Ama olmadı, olamazdı...

- Felsefinin asker eliyle de olsa zorunlu ders yapılmasını tercih eder miydiniz?

Sadece emirle olmuyor bu işler. Yapılanların ya da yapılacakların gerekçesini açıkça ortaya koymak gerekiyor. Bu, bilgiyi öncelemek anlamına geliyor aslında. Bakın, ister felsefe, ister matematik olsun, bilgiyle barışık bir ülke değiliz. Hazır kalıpları seviyoruz, üşeniyoruz. Birileri bir şey aktardığı zaman hiçbir süzgeçten geçirmeden olduğu gibi kabul ediyoruz.

Cumhuriyet döneminde de yeteri kadar mesafe kat edilemedi. İdeolojilerin dışında, sağlıklı ve bilgiye dayalı bir eğitim için yeterince savaşım verilmedi. Bu noktada zaten askerin de böyle bir şey yapması mümkün değildi. Yapacak olsalardı bile, felsefeyi de belli kalıplar altına almaya çalışırlardı diye düşünüyorum.

- Türkiye’nin önde gelen filozoflarından İoanna Kuçuradi'nin şu iddiası hâlâ akıllarda: “Türkiye'de her hafta 3'er saatlik 4 tane felsefe dersi koyalım, 15-20 seneye Türkiye değişecek.” Ne değişebilirdi?
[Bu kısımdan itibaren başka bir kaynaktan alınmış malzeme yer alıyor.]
//! Punctuation vocabulary.
//!
//! This module defines the canonical set of non-operator punctuation tokens used by the
//! lexer/parser: delimiters, separators, access markers, and the single-character type sugar
//! (`?`, `!`, `&`, `<`, `>`).
//!
//! ## Notes
//! - Lookup via [`from_str`] is **case-sensitive**.
//! - `<` and `>` are always single tokens so that `Array<Array<Int>>` closes two generic lists; the
//!   parser owns the decision of whether they delimit generics or compare values.
//!
//! ## Examples
//! ```rust
//! use mockgen_core::lang::punctuation::{self, PunctuationId};
//!
//! assert_eq!(punctuation::from_str("->"), Some(PunctuationId::Arrow));
//! assert_eq!(punctuation::as_str(PunctuationId::Ellipsis), "...");
//! ```

/// Broad syntactic grouping for punctuation.
#[derive(Debug, Clone, Copy, PartialEq, Eq, Hash)]
pub enum PunctuationCategory {
    /// Brackets, braces, parentheses and angle brackets.
    Delimiter,
    /// Separators like `,` and `:`.
    Separator,
    /// Access markers like `.`.
    Access,
    /// `->`.
    Arrow,
    /// Type sugar: `?`, `!`, `&`.
    Sugar,
    /// Misc markers like `@`, `#`, `...`, `_`.
    Marker,
}

/// Stable identifier for punctuation tokens.
#[derive(Debug, Clone, Copy, PartialEq, Eq, Hash)]
pub enum PunctuationId {
    // Separators
    Comma,
    Colon,
    Semicolon,

    // Access
    Dot,

    // Arrows
    Arrow,

    // Type sugar
    Question,
    Bang,
    Amp,

    // Markers
    At,
    Hash,
    Ellipsis,
    Eq,
    Underscore,
    Backslash,

    // Delimiters
    LParen,
    RParen,
    LBracket,
    RBracket,
    LBrace,
    RBrace,
    LAngle,
    RAngle,
}

/// Metadata for a punctuation token.
#[derive(Debug, Clone, Copy)]
pub struct PunctuationInfo {
    pub id: PunctuationId,
    pub canonical: &'static str,
    pub category: PunctuationCategory,
}

/// Registry of all punctuation tokens.
pub const PUNCTUATION: &[PunctuationInfo] = &[
    // Separators
    info(PunctuationId::Comma, ",", PunctuationCategory::Separator),
    info(PunctuationId::Colon, ":", PunctuationCategory::Separator),
    info(PunctuationId::Semicolon, ";", PunctuationCategory::Separator),
    // Access
    info(PunctuationId::Dot, ".", PunctuationCategory::Access),
    // Arrows
    info(PunctuationId::Arrow, "->", PunctuationCategory::Arrow),
    // Type sugar
    info(PunctuationId::Question, "?", PunctuationCategory::Sugar),
    info(PunctuationId::Bang, "!", PunctuationCategory::Sugar),
    info(PunctuationId::Amp, "&", PunctuationCategory::Sugar),
    // Markers
    info(PunctuationId::At, "@", PunctuationCategory::Marker),
    info(PunctuationId::Hash, "#", PunctuationCategory::Marker),
    info(PunctuationId::Ellipsis, "...", PunctuationCategory::Marker),
    info(PunctuationId::Eq, "=", PunctuationCategory::Marker),
    info(PunctuationId::Underscore, "_", PunctuationCategory::Marker),
    info(PunctuationId::Backslash, "\\", PunctuationCategory::Marker),
    // Delimiters
    info(PunctuationId::LParen, "(", PunctuationCategory::Delimiter),
    info(PunctuationId::RParen, ")", PunctuationCategory::Delimiter),
    info(PunctuationId::LBracket, "[", PunctuationCategory::Delimiter),
    info(PunctuationId::RBracket, "]", PunctuationCategory::Delimiter),
    info(PunctuationId::LBrace, "{", PunctuationCategory::Delimiter),
    info(PunctuationId::RBrace, "}", PunctuationCategory::Delimiter),
    info(PunctuationId::LAngle, "<", PunctuationCategory::Delimiter),
    info(PunctuationId::RAngle, ">", PunctuationCategory::Delimiter),
];

/// Return the canonical spelling for a punctuation token.
pub fn as_str(id: PunctuationId) -> &'static str {
    info_for(id).canonical
}

/// Return the category for a punctuation token.
pub fn category(id: PunctuationId) -> PunctuationCategory {
    info_for(id).category
}

/// Return the full metadata entry for a punctuation token.
///
/// ## Panics
/// - If the registry is missing an entry for `id` (this indicates a programming error).
pub fn info_for(id: PunctuationId) -> &'static PunctuationInfo {
    PUNCTUATION
        .iter()
        .find(|p| p.id == id)
        .expect("punctuation info missing")
}

/// Resolve a punctuation spelling to its identifier.
pub fn from_str(s: &str) -> Option<PunctuationId> {
    PUNCTUATION.iter().find(|p| p.canonical == s).map(|p| p.id)
}

/// Return the closing delimiter for an opening one.
pub fn closing(open: PunctuationId) -> Option<PunctuationId> {
    match open {
        PunctuationId::LParen => Some(PunctuationId::RParen),
        PunctuationId::LBracket => Some(PunctuationId::RBracket),
        PunctuationId::LBrace => Some(PunctuationId::RBrace),
        PunctuationId::LAngle => Some(PunctuationId::RAngle),
        _ => None,
    }
}

const fn info(id: PunctuationId, canonical: &'static str, category: PunctuationCategory) -> PunctuationInfo {
    PunctuationInfo { id, canonical, category }
}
Açık kafalılık gelecekti ya da gelecektir. Her duyduğuna inanmayan, özgür bir biçimde konulara yaklaşabilen, peşin hükümleri olmayan, tartışabilen, sorgulayabilen, düşünebilen, eylemleri ile eylemlerinin arkasındaki değerler arasındaki ilişki üzerine kafa yoran, başka insanları anlamaya çalışan, ama öncelikli olarak kendisini anlamaya çalışan insanlar yetişecekti. Retorik olarak bu kelimeleri çok sık kullanıyoruz, ama hayata ne kadar geçiriyoruz? Diyeceksiniz ki, felsefe dersi mucize mi yaratacak? Ama bunlar yapılabilirdi.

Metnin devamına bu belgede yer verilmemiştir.